EXERCISE PROMPT
Using the records below, give again exactly the lines from the line that contains "repository 32821f9312e83053" through the line that contains "let mut seen = HashSet::new();", both ends included, and only those.

EXTRACTED ENTRIES
+ + + + +

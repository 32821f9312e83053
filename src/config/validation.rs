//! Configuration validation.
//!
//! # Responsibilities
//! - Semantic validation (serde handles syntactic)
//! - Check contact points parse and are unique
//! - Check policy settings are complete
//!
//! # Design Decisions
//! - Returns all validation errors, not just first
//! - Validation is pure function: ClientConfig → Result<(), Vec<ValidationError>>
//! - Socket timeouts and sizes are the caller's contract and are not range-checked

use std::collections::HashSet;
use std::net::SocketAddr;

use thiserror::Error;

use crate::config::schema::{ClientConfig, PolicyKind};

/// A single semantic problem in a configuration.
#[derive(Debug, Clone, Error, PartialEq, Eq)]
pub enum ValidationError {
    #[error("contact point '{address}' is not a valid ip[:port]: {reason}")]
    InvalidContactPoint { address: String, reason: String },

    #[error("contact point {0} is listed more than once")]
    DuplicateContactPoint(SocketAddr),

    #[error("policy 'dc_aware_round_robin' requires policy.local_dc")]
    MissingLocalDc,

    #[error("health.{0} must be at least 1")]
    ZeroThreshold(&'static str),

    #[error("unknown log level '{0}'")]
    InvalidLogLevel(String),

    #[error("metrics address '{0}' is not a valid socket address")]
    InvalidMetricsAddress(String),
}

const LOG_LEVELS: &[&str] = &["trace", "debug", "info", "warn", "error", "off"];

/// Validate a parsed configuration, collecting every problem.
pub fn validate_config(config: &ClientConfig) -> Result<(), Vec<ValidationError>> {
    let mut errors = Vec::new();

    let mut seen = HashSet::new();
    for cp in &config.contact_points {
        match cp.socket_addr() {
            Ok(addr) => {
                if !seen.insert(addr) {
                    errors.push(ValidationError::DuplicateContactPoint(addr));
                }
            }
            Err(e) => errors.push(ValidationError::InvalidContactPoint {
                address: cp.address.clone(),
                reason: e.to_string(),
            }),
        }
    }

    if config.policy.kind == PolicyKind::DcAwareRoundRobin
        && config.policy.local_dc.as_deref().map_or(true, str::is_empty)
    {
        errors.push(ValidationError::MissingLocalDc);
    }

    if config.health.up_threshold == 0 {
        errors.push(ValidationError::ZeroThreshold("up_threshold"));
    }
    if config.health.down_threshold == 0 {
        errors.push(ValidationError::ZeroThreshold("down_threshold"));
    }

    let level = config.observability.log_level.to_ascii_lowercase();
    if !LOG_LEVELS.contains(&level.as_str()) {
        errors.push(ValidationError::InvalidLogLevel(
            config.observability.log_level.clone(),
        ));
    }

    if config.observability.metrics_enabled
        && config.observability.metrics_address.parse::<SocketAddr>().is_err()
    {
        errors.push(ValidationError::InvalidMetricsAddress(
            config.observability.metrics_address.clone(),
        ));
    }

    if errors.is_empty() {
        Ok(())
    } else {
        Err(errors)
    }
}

+ + + + +

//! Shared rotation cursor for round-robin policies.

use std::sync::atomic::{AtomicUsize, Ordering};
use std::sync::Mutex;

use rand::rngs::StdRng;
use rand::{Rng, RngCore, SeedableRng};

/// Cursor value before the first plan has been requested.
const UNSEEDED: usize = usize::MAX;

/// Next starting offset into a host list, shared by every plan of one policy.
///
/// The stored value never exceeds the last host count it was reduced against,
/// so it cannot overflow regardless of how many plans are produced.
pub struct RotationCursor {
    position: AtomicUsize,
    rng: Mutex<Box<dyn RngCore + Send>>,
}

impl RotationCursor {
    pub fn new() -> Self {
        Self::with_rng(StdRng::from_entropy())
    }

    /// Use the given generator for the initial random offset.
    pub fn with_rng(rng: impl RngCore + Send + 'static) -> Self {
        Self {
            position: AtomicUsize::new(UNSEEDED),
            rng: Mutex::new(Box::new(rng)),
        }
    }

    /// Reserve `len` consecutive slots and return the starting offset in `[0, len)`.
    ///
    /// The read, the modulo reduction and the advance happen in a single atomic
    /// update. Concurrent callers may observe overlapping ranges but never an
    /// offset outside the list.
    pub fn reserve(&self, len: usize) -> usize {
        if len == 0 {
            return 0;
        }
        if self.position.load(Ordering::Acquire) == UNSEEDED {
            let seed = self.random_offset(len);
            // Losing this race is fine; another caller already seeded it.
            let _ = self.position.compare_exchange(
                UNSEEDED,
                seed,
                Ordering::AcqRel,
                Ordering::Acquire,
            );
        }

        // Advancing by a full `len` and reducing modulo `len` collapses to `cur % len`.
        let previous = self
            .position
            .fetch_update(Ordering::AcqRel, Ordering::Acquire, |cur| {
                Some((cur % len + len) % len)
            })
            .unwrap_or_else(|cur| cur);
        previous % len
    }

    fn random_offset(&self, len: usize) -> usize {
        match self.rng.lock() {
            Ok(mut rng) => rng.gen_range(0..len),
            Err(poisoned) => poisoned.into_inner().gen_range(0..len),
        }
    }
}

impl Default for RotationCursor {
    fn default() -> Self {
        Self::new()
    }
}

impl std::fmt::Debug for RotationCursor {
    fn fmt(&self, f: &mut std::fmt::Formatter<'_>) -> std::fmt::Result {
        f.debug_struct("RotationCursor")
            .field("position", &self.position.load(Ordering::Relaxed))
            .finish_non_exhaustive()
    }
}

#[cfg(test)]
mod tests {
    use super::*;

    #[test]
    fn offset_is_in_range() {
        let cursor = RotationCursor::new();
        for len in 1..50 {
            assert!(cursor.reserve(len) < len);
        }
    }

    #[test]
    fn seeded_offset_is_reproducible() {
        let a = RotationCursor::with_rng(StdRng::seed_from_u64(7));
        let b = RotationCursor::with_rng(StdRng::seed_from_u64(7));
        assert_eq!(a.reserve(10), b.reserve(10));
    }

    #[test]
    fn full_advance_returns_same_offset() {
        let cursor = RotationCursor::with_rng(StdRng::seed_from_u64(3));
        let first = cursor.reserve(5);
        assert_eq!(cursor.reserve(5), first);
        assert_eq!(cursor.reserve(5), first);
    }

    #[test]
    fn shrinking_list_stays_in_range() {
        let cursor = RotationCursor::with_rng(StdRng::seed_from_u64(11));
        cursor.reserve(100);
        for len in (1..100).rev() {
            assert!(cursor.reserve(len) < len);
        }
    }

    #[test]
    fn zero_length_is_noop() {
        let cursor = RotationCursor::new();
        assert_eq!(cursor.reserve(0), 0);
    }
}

+ + + + +

EXERCISE RESPONSE
repository 32821f9312e83053
filename src/config/validation.rs
//! Configuration validation.
//!
//! # Responsibilities
//! - Semantic validation (serde handles syntactic)
//! - Check contact points parse and are unique
//! - Check policy settings are complete
//!
//! # Design Decisions
//! - Returns all validation errors, not just first
//! - Validation is pure function: ClientConfig → Result<(), Vec<ValidationError>>
//! - Socket timeouts and sizes are the caller's contract and are not range-checked

use std::collections::HashSet;
use std::net::SocketAddr;

use thiserror::Error;

use crate::config::schema::{ClientConfig, PolicyKind};

/// A single semantic problem in a configuration.
#[derive(Debug, Clone, Error, PartialEq, Eq)]
pub enum ValidationError {
    #[error("contact point '{address}' is not a valid ip[:port]: {reason}")]
    InvalidContactPoint { address: String, reason: String },

    #[error("contact point {0} is listed more than once")]
    DuplicateContactPoint(SocketAddr),

    #[error("policy 'dc_aware_round_robin' requires policy.local_dc")]
    MissingLocalDc,

    #[error("health.{0} must be at least 1")]
    ZeroThreshold(&'static str),

    #[error("unknown log level '{0}'")]
    InvalidLogLevel(String),

    #[error("metrics address '{0}' is not a valid socket address")]
    InvalidMetricsAddress(String),
}

const LOG_LEVELS: &[&str] = &["trace", "debug", "info", "warn", "error", "off"];

/// Validate a parsed configuration, collecting every problem.
pub fn validate_config(config: &ClientConfig) -> Result<(), Vec<ValidationError>> {
    let mut errors = Vec::new();

    let mut seen = HashSet::new();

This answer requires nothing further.